The House met for 10 days in September. My previouscoverage only takes us up to day 4, so let’s start over.
The biggest topic early in the month was the Better Local Government Act and its successor, “Bill 31, Efficient Local Government Act, 2018” which was materially the same but included the Notwithstanding Clause so it could be passed despite being ruled unconstitutional by the courts.
But then the appeal was upheld, and the original act was ruled constitutional. Bill 31 remains on the books, but is unlikely to see further debate. Toronto will have 25 wards this coming election. And Ontario’s government has shown its willingness to invoke constitutional privilege over such a matter.
But what else did the Legislative Assembly do this month besides start a constitutional challenge?
Bill 4, Cap and Trade Cancellation Act, 2018, saw two days of debate in September. It’s the same thing going in circles: The Opposition says it is better than nothing and The Government says it is worse than nothing. I’m with the Opposition on this: make polluting industries pay and use the collected money to improve lives for people.
Bill 6, Poet Laureate of Ontario Act (In Memory of Gord Downie), 2018, was referred to committee. I like the idea of having a Poet Laureate of Ontario to champion the arts in the province.
Bill 7, Fairness in Petroleum Products Pricing Act, 2018, was referred to committee.

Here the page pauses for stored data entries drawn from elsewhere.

//! Console output formatter for backend results

use colored::Colorize;
use ragdash_application::{Completion, HealthView};
use ragdash_domain::{
    ComponentHealth, ContextDocument, HealthDetails, HealthStatus, SessionState, StreamSession,
};
use serde_json::json;

/// Longest content preview shown by `context list`.
const PREVIEW_CHARS: usize = 72;

/// Formats backend results for console display
pub struct ConsoleFormatter;

impl ConsoleFormatter {
    /// Format the stored context documents
    pub fn format_contexts(docs: &[ContextDocument]) -> String {
        if docs.is_empty() {
            return format!("{}\n", "No context documents.".dimmed());
        }

        let mut output = Self::section_header(&format!("Context documents ({})", docs.len()));
        for doc in docs {
            output.push_str(&format!(
                "\n{} {}\n{}\n",
                doc.title.yellow().bold(),
                format!("[{}]", doc.id).dimmed(),
                Self::indent(&Self::preview(&doc.content), "  ")
            ));
        }
        output
    }

    pub fn format_contexts_json(docs: &[ContextDocument]) -> String {
        serde_json::to_string_pretty(&json!({ "contexts": docs }))
            .unwrap_or_else(|_| "{}".to_string())
    }

    /// Format the latest health view
    pub fn format_health(view: &HealthView) -> String {
        match view {
            HealthView::Loading => format!("{}\n", "Loading health status...".dimmed()),
            HealthView::Failed(message) => format!(
                "{} {}\n",
                "Failed to fetch health status:".red().bold(),
                message
            ),
            HealthView::Ready(report) => {
                let mut output = Self::section_header("Backend health");
                let overall = if report.all_healthy() {
                    "all services connected".green().bold()
                } else {
                    "degraded".red().bold()
                };
                output.push_str(&format!("{:<14} {}\n", "Overall:", overall));
                output.push_str(&Self::component("Database", &report.database));
                output.push_str(&Self::component("Elasticsearch", &report.elasticsearch));
                output
            }
        }
    }

    pub fn format_health_json(view: &HealthView) -> String {
        let value = match view {
            HealthView::Loading => json!({ "state": "loading" }),
            HealthView::Ready(report) => json!({ "state": "ready", "report": report }),
            HealthView::Failed(message) => json!({ "state": "failed", "error": message }),
        };
        serde_json::to_string_pretty(&value).unwrap_or_else(|_| "{}".to_string())
    }

    /// Format a non-streamed response
    pub fn format_completion(completion: &Completion) -> String {
        let mut output = format!("{}\n", completion.generated_text);
        if !completion.context_used.is_empty() {
            output.push_str(&format!(
                "\n{} {} document(s)\n",
                "Context used:".cyan().bold(),
                completion.context_used.len()
            ));
        }
        output
    }

    pub fn format_completion_json(completion: &Completion) -> String {
        serde_json::to_string_pretty(completion).unwrap_or_else(|_| "{}".to_string())
    }

    /// Format a finished session as JSON
    pub fn format_session_json(session: &StreamSession) -> String {
        serde_json::to_string_pretty(session).unwrap_or_else(|_| "{}".to_string())
    }

    /// One-line status for a session that did not complete, if any
    pub fn session_status(session: &StreamSession) -> Option<String> {
        match session.state() {
            SessionState::Failed(failure) => Some(format!(
                "{} {} ({})",
                "Error:".red().bold(),
                failure,
                failure.kind.as_str()
            )),
            SessionState::Cancelled => Some(format!("{}", "Cancelled.".yellow())),
            _ => None,
        }
    }

    fn component(name: &str, health: &ComponentHealth) -> String {
        let status = match &health.status {
            HealthStatus::Connected => health.status.as_str().green().bold(),
            HealthStatus::Initializing => health.status.as_str().yellow().bold(),
            HealthStatus::Error => health.status.as_str().red().bold(),
            _ => health.status.as_str().dimmed(),
        };

        let mut output = format!("\n{:<14} {}\n", format!("{}:", name).cyan(), status);
        match &health.details {
            Some(HealthDetails::Message(message)) => {
                output.push_str(&format!("  {}\n", message));
            }
            Some(HealthDetails::Cluster(cluster)) => {
                output.push_str(&format!("  Cluster name:          {}\n", cluster.cluster_name));
                output.push_str(&format!("  Cluster status:        {}\n", cluster.status));
                output.push_str(&format!(
                    "  Number of nodes:       {}\n",
                    cluster.number_of_nodes
                ));
                output.push_str(&format!(
                    "  Active primary shards: {}\n",
                    cluster.active_primary_shards
                ));
            }
            None => {}
        }
        output
    }

    fn preview(content: &str) -> String {
        let line = content.lines().next().unwrap_or("");
        let mut preview: String = line.chars().take(PREVIEW_CHARS).collect();
        if preview.len() < content.len() {
            preview.push_str("...");
        }
        preview
    }

    fn section_header(title: &str) -> String {
        format!("{}\n{}\n", title.cyan().bold(), "-".repeat(40))
    }

    /// Indent a multi-line string
    pub fn indent(text: &str, prefix: &str) -> String {
        text.lines()
            .map(|line| format!("{}{}", prefix, line))
            .collect::<Vec<_>>()
            .join("\n")
    }
}

#[cfg(test)]
mod tests {
    use super::*;
    use ragdash_domain::{
        ClusterHealth, ContextDraft, HealthReport, RequestId, SessionFailure,
    };

    fn plain() {
        colored::control::set_override(false);
    }

    #[test]
    fn test_format_contexts_lists_titles_and_ids() {
        plain();
        let docs = vec![
            ContextDocument::new("a1", ContextDraft::new("Runbook", "Restart the worker.")),
            ContextDocument::new("b2", ContextDraft::new("Notes", "line one\nline two")),
        ];
        let output = ConsoleFormatter::format_contexts(&docs);
        assert!(output.contains("Context documents (2)"));
        assert!(output.contains("Runbook [a1]"));
        assert!(output.contains("  Restart the worker."));
        assert!(output.contains("  line one..."));
    }

    #[test]
    fn test_format_contexts_empty() {
        plain();
        assert!(ConsoleFormatter::format_contexts(&[]).contains("No context documents."));
    }

    #[test]
    fn test_format_contexts_json_shape() {
        let docs = vec![ContextDocument::new("a1", ContextDraft::new("T", "C"))];
        let value: serde_json::Value =
            serde_json::from_str(&ConsoleFormatter::format_contexts_json(&docs)).unwrap();
        assert_eq!(value["contexts"][0]["id"], "a1");
    }

    #[test]
    fn test_format_health_report() {
        plain();
        let view = HealthView::Ready(HealthReport {
            database: ComponentHealth {
                status: HealthStatus::Connected,
                details: Some(HealthDetails::Message("Database connection successful".into())),
            },
            elasticsearch: ComponentHealth {
                status: HealthStatus::Connected,
                details: Some(HealthDetails::Cluster(ClusterHealth {
                    cluster_name: "docker-cluster".to_string(),
                    status: "green".to_string(),
                    number_of_nodes: 1,
                    active_primary_shards: 4,
                })),
            },
        });
        let output = ConsoleFormatter::format_health(&view);
        assert!(output.contains("Overall:       all services connected"));
        assert!(output.contains("Database:"));
        assert!(output.contains("Database connection successful"));
        assert!(output.contains("Cluster name:          docker-cluster"));
        assert!(output.contains("Active primary shards: 4"));
    }

    #[test]
    fn test_format_health_degraded() {
        plain();
        let view = HealthView::Ready(HealthReport {
            database: ComponentHealth {
                status: HealthStatus::Error,
                details: Some(HealthDetails::Message("connection refused".into())),
            },
            elasticsearch: ComponentHealth {
                status: HealthStatus::Connected,
                details: None,
            },
        });
        let output = ConsoleFormatter::format_health(&view);
        assert!(output.contains("Overall:       degraded"));
        assert!(output.contains("connection refused"));
    }

    #[test]
    fn test_format_health_failure() {
        plain();
        let output = ConsoleFormatter::format_health(&HealthView::Failed("refused".into()));
        assert!(output.contains("Failed to fetch health status: refused"));

        let value: serde_json::Value = serde_json::from_str(
            &ConsoleFormatter::format_health_json(&HealthView::Failed("refused".into())),
        )
        .unwrap();
        assert_eq!(value["state"], "failed");
    }

    #[test]
    fn test_session_status_only_for_unfinished_sessions() {
        plain();
        let mut session = StreamSession::new(RequestId::new(1));
        session.append("partial");
        session.complete();
        assert!(ConsoleFormatter::session_status(&session).is_none());

        let mut failed = StreamSession::new(RequestId::new(2));
        failed.fail(SessionFailure::http_status(500, "boom"));
        let status = ConsoleFormatter::session_status(&failed).unwrap();
        assert!(status.contains("HTTP 500: boom"));

        let mut cancelled = StreamSession::new(RequestId::new(3));
        cancelled.cancel();
        assert_eq!(
            ConsoleFormatter::session_status(&cancelled).as_deref(),
            Some("Cancelled.")
        );
    }

    #[test]
    fn test_format_completion_mentions_context() {
        plain();
        let completion = Completion {
            generated_text: "Answer".to_string(),
            context_used: vec![json!({"title": "Doc"})],
        };
        let output = ConsoleFormatter::format_completion(&completion);
        assert!(output.starts_with("Answer\n"));
        assert!(output.contains("Context used: 1 document(s)"));
    }
}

This is pretty much as expected as it’s adapting what other provinces do to regulate consumer gasoline prices and there’s broad political support for it. I fret a little about anything touching the carbon economy, but I haven’t read anything against it.
Bill 28, Alternative Land Use and Services Program for Agricultural Land Act, 2018, which allows farmers to use parts of their fields as snowbreaks, windbreaks, or other natural features passed second reading and is referred to committee for implementation. It appears to be the first step towards funding farmers for doing so in specific ways. Broad support across the aisles, except on the details of where this might lead. I struggle to understand what this is even about given it doesn’t have funding and it doesn’t actually seem to do anything.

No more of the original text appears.